Nell’efficace traduzione di Monica Capuani e Massimiliano Farau rivive il racconto di Ralph, pedofilo assassino per nulla pentito, di Nancy, madre di una delle sue vittime, e di Agnetha, psicologa del crimine intenta a capire se possa esserci possibilità di perdono anche per i crimini più efferati: tre teste pensanti, tutte imprigionate in un "ghiaccio" esistenziale che per Ralph è la malata mente criminale, per Nancy la dicotomia odio/perdono, per Agnetha i meandri più nascosti della propria scienza. E se il tempo cura tutta le ferite, trascorsi vent’anni, ecco la madre lentamente aprirsi al perdono, spinta dalla figlia maggiore ormai ragazza matura, al pari della psichiatra anch’essa alle prese con i fantasmi del proprio passato: lato suo Ralph, dopo un inaspettato incontro/scontro con Nancy in cui la donna si mostra disponibile all’indulto, sceglierà la strada del cappio quale tardiva ammissione di consapevolezza.

Il testo, in assoluto non un capolavoro, si sviluppa per cento minuti filati ambientati in una scena a più livelli visivi, glaciale labirinto dove si consuma il viaggio nel tempo dei tre interpreti protagonisti di un’eccellente prova attoriale: l’ottimo Filippo Dini è lo spietato assassino prigioniero di una natura bifronte in perenne bilico tra sanguinaria lucidità ed ataviche fragilità, mentre Mariangela Granelli e Lucia Mascino non meno impressionano nei panni della madre capace di aprirsi alla comprensione e di una scienziata messa a dura prova dai continui conflitti tra immagine pubblica e sfera privata.
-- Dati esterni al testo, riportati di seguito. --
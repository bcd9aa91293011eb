//! Data access seam.
//!
//! The REST front door never talks to storage directly; everything goes
//! through a shared [`DataAccess`] handle constructed at startup and injected
//! into the pipeline.

use std::sync::Arc;
use std::time::Duration;

use async_trait::async_trait;
use tokio::sync::watch;
use tracing::info;

pub mod error;
pub mod memory;
pub mod models;

pub use error::DataAccessError;
pub use memory::MemoryDataAccess;
pub use models::{Group, Role, RolePermission, Token, User};

pub type DalResult<T> = Result<T, DataAccessError>;

/// Shared, process-wide data access handle.
pub type SharedDataAccess = Arc<dyn DataAccess>;

/// Lifecycle of a data access layer as published through [`DataAccess::updates`].
#[derive(Debug, Clone, PartialEq, Eq)]
pub enum DalState {
    Uninitialized,
    Initialized,
    Error(String),
}

/// Operations the REST service requires from persistent storage.
///
/// Implementations must be safe for concurrent use; the service holds one
/// instance for the whole process. Dropping a returned future abandons the
/// call.
#[async_trait]
pub trait DataAccess: Send + Sync {
    /// Watch channel announcing initialization progress.
    fn updates(&self) -> watch::Receiver<DalState>;

    // Users
    async fn user_authenticate(&self, username: &str, password: &str) -> DalResult<bool>;
    async fn user_create(&self, user: User) -> DalResult<()>;
    async fn user_delete(&self, username: &str) -> DalResult<()>;
    async fn user_exists(&self, username: &str) -> DalResult<bool>;
    async fn user_get(&self, username: &str) -> DalResult<User>;
    async fn user_list(&self) -> DalResult<Vec<User>>;
    async fn user_update(&self, user: User) -> DalResult<()>;

    // Groups
    async fn group_add_user(&self, group: &str, username: &str) -> DalResult<()>;
    async fn group_create(&self, group: Group) -> DalResult<()>;
    async fn group_delete(&self, group: &str) -> DalResult<()>;
    async fn group_get(&self, group: &str) -> DalResult<Group>;
    async fn group_grant_role(&self, group: &str, role: &str) -> DalResult<()>;
    async fn group_list(&self) -> DalResult<Vec<Group>>;
    async fn group_remove_user(&self, group: &str, username: &str) -> DalResult<()>;
    async fn group_revoke_role(&self, group: &str, role: &str) -> DalResult<()>;

    // Roles
    async fn role_create(&self, role: &str) -> DalResult<()>;
    async fn role_delete(&self, role: &str) -> DalResult<()>;
    async fn role_exists(&self, role: &str) -> DalResult<bool>;
    async fn role_get(&self, role: &str) -> DalResult<Role>;
    async fn role_grant_permission(&self, role: &str, bundle: &str, permission: &str) -> DalResult<()>;
    async fn role_list(&self) -> DalResult<Vec<Role>>;
    async fn role_revoke_permission(&self, role: &str, bundle: &str, permission: &str) -> DalResult<()>;

    // Tokens
    async fn token_evaluate(&self, token: &str) -> bool;
    async fn token_generate(&self, username: &str, ttl: Duration) -> DalResult<Token>;
    async fn token_retrieve_by_token(&self, token: &str) -> DalResult<Token>;
}

/// Blocks until the data access layer reports [`DalState::Initialized`].
///
/// This is the barrier the server crosses before it starts accepting
/// traffic.
pub async fn await_initialized(dal: &dyn DataAccess, timeout: Duration) -> DalResult<()> {
    let mut updates = dal.updates();

    let wait = async {
        let state = updates
            .wait_for(|state| !matches!(state, DalState::Uninitialized))
            .await
            .map_err(|_| DataAccessError::NotInitialized)?;

        match &*state {
            DalState::Initialized => Ok(()),
            DalState::Error(msg) => Err(DataAccessError::CantInitialize(msg.clone())),
            DalState::Uninitialized => Err(DataAccessError::NotInitialized),
        }
    };

    let result = tokio::time::timeout(timeout, wait)
        .await
        .map_err(|_| DataAccessError::CantInitialize("timed out waiting for data access layer".to_string()))?;

    if result.is_ok() {
        info!("Data access layer initialized");
    }

    result
}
Sarà proprio grazie all’ottimo lavoro interpretativo, ben assecondato dal disegno registico attento a non invadere mai il campo del registro attoriale, che il "ghiaccio" dell’anima lentamente si scioglie, lasciando in eredita allo spettatore interrogativi figli di un testo non facile il cui maggior pregio è farsi strumento di indagine per le singole coscienze chiamate, ciascuna a modo suo, a fornire possibili risposte.